__Prompt__: Every line in the data below that includes "exists" belongs in the answer, copied as it stands.

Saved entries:
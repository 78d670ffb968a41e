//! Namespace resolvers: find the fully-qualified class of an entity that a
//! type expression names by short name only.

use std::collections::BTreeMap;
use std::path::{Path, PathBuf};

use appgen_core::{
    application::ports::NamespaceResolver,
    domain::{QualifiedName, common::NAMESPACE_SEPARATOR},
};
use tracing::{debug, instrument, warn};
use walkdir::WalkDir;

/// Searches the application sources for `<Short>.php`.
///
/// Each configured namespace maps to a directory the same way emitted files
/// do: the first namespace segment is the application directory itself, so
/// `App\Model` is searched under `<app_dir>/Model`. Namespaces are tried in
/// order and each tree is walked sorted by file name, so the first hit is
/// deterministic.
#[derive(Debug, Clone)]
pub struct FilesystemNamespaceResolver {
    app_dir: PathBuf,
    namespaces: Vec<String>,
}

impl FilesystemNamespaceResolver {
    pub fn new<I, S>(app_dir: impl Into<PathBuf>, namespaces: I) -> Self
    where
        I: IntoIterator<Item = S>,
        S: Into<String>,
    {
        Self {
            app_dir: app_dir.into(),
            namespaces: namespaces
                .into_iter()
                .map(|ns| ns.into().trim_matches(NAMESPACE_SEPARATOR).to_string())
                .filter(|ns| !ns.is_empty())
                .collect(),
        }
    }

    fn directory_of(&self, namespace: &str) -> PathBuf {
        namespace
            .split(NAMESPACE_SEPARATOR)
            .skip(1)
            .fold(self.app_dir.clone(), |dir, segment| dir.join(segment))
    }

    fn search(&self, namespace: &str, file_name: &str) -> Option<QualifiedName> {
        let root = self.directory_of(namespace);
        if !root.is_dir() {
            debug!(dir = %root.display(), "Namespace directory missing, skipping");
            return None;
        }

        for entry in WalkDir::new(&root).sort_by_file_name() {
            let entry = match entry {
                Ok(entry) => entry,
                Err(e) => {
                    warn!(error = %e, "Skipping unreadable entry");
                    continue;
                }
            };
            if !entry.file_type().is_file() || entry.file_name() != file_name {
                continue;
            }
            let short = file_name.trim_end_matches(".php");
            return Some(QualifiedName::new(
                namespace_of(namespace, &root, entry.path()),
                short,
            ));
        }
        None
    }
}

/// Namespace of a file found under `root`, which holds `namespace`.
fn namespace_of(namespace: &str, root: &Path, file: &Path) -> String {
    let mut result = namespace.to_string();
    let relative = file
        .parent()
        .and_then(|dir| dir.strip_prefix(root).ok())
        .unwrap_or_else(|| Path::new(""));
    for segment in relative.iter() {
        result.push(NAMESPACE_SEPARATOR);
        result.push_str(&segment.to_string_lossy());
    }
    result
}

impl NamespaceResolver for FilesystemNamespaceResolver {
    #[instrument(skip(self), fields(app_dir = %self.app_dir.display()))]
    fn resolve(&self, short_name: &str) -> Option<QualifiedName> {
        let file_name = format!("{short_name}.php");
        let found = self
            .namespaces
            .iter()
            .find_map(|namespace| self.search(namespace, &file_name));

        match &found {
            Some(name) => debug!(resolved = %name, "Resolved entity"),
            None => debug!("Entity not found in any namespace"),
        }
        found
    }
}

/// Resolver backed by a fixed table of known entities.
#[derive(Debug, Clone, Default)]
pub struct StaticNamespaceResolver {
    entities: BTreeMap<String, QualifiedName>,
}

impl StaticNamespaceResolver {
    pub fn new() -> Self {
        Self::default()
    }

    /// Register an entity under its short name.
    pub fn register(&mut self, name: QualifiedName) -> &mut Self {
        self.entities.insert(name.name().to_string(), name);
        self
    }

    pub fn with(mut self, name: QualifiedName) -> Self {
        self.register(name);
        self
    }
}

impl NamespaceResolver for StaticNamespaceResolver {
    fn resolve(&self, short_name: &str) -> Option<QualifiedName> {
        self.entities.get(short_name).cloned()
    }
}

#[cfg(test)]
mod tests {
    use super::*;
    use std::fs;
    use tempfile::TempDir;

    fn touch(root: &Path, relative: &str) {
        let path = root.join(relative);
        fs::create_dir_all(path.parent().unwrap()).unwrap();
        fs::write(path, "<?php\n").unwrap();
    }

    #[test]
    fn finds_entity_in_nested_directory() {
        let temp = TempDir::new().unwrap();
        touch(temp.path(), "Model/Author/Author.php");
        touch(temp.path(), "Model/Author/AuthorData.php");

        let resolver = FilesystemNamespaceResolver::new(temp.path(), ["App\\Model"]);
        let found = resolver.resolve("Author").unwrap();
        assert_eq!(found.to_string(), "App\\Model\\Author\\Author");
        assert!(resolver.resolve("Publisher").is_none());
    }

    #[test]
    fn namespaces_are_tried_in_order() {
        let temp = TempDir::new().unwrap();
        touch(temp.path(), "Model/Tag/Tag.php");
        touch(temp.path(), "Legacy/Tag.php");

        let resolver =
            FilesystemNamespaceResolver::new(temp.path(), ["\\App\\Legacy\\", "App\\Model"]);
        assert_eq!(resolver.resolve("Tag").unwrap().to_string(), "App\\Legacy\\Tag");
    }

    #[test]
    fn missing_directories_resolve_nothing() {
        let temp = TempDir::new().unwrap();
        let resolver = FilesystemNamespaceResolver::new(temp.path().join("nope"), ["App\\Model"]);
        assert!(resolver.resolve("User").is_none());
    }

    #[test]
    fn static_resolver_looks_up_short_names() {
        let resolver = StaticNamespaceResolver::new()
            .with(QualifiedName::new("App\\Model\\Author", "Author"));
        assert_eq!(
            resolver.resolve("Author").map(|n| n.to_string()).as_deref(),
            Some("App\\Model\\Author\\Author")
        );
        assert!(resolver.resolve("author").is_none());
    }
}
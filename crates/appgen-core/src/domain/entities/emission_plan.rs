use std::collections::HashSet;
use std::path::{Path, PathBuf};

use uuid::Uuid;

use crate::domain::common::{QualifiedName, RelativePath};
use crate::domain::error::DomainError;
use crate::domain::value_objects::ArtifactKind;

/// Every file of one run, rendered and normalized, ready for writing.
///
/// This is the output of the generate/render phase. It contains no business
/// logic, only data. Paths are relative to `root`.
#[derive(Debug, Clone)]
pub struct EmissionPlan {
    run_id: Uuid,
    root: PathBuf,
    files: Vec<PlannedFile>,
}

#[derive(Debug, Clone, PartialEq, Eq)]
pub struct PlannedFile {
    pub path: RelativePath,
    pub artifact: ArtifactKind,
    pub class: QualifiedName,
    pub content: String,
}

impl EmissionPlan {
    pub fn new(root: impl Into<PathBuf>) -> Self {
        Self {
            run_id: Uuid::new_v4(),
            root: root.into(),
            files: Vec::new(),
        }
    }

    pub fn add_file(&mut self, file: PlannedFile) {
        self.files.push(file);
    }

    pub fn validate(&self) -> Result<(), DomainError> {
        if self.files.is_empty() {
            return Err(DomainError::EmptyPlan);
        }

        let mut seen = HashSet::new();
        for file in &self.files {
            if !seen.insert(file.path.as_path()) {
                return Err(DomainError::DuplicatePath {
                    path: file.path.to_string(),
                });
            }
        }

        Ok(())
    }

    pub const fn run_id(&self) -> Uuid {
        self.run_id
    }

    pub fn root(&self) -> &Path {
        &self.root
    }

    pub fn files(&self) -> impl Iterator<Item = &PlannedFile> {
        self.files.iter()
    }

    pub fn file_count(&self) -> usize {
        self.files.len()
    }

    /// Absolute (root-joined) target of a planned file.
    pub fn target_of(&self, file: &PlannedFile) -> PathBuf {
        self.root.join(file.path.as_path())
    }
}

--

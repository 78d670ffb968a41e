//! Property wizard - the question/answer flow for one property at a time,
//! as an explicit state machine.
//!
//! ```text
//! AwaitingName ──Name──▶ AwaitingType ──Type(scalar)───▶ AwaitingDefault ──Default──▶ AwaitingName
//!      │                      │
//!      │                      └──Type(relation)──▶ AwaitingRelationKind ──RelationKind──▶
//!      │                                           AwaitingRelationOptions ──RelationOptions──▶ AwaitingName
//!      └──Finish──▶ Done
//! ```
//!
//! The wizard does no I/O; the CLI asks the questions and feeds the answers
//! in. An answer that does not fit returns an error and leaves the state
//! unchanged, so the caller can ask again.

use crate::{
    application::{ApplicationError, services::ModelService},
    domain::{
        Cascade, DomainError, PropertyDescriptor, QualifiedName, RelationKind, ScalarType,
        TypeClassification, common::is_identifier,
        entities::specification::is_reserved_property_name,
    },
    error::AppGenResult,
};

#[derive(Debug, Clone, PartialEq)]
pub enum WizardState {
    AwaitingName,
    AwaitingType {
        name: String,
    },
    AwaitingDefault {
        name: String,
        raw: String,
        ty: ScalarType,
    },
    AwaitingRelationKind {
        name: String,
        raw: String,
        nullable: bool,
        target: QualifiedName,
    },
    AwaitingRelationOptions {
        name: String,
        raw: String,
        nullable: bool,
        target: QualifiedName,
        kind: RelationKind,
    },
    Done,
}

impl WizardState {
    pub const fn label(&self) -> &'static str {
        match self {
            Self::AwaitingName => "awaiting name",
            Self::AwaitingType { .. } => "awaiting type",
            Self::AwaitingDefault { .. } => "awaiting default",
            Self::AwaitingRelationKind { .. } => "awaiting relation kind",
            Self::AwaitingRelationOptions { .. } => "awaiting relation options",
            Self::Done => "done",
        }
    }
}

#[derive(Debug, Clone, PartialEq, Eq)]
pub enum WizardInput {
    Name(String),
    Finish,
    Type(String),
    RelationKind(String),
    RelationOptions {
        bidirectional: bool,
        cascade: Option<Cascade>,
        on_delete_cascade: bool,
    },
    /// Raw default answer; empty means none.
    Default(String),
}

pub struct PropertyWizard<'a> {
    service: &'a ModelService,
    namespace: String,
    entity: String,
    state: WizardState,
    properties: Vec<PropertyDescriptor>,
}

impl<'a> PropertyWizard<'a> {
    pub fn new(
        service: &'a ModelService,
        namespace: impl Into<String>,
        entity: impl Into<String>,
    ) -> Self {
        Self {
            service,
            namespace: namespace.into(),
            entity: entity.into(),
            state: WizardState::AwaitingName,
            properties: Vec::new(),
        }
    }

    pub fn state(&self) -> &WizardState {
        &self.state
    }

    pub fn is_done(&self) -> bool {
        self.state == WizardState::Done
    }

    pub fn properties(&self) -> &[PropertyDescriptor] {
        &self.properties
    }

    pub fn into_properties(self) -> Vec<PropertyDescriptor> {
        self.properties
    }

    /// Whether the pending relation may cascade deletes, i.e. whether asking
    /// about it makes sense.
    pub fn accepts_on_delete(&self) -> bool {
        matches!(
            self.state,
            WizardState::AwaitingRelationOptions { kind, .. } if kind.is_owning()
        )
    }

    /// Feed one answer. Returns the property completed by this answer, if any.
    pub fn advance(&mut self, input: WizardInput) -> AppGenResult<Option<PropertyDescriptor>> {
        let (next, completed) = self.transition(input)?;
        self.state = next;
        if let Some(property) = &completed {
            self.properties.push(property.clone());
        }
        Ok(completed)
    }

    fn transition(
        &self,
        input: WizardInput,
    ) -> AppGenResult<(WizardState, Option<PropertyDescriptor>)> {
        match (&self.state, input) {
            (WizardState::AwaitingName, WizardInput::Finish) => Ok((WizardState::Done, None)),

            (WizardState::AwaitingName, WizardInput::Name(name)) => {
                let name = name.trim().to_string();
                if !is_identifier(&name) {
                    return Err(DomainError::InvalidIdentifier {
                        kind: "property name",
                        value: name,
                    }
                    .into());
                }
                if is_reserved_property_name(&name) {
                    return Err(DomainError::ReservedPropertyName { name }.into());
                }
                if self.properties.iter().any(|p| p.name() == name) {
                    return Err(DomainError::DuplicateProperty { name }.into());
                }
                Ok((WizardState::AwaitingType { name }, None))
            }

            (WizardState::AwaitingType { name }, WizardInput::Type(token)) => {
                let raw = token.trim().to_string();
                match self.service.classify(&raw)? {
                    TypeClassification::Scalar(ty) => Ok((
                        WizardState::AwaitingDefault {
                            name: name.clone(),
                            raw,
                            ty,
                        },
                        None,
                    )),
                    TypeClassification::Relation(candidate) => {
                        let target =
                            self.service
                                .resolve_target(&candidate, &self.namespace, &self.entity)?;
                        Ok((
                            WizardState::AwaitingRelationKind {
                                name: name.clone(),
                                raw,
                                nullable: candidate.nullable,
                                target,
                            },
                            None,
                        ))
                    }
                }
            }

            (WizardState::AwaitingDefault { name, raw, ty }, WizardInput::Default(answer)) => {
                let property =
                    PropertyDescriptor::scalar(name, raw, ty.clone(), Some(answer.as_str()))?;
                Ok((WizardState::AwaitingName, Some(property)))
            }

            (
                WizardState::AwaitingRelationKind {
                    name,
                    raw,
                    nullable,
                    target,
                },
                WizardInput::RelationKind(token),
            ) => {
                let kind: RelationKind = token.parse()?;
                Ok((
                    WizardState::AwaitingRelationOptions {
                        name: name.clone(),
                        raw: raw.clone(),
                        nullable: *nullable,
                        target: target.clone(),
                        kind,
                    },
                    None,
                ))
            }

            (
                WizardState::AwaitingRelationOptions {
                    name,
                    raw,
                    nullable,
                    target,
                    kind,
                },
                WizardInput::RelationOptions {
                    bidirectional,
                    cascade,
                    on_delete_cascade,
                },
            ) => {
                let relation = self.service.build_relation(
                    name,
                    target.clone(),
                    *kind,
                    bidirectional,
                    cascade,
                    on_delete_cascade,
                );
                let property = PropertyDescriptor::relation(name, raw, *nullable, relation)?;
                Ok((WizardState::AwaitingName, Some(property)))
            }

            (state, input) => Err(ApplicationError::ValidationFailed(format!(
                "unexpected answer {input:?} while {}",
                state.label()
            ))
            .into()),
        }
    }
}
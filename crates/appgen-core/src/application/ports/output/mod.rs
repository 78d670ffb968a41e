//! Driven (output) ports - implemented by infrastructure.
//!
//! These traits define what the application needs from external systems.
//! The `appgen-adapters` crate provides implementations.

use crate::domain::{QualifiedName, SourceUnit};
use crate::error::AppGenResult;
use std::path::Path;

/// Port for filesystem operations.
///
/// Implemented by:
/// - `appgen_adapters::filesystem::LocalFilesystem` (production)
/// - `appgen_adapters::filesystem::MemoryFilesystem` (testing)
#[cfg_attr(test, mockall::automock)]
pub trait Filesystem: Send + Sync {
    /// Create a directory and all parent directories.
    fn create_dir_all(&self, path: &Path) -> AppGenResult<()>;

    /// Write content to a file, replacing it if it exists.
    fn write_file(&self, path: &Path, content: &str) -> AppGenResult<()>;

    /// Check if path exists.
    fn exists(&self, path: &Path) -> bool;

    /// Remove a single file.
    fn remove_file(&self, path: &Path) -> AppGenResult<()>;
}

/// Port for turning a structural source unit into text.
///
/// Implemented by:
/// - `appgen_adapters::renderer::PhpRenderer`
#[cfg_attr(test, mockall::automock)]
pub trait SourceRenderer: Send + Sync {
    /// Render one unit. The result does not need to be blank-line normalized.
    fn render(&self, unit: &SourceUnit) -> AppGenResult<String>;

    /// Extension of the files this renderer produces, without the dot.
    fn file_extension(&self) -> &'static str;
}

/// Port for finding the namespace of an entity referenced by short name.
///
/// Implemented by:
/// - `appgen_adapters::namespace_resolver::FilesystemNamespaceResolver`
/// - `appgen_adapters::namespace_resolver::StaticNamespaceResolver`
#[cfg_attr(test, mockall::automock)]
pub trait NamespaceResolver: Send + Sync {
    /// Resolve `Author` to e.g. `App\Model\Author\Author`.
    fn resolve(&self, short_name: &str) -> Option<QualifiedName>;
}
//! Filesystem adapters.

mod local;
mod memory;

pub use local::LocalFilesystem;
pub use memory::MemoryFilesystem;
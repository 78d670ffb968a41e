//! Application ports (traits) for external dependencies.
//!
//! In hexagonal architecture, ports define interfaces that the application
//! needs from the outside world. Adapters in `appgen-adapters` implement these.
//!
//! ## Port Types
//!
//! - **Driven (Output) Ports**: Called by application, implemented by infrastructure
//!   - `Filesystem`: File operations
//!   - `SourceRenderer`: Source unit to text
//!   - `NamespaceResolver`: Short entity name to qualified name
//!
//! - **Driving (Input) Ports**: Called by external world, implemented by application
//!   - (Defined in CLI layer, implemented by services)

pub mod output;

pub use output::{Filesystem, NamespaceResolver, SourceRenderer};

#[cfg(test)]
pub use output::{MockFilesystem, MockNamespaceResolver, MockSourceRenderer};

__Result for this task__:
    /// Write content to a file, replacing it if it exists.
    /// Check if path exists.
    fn exists(&self, path: &Path) -> bool;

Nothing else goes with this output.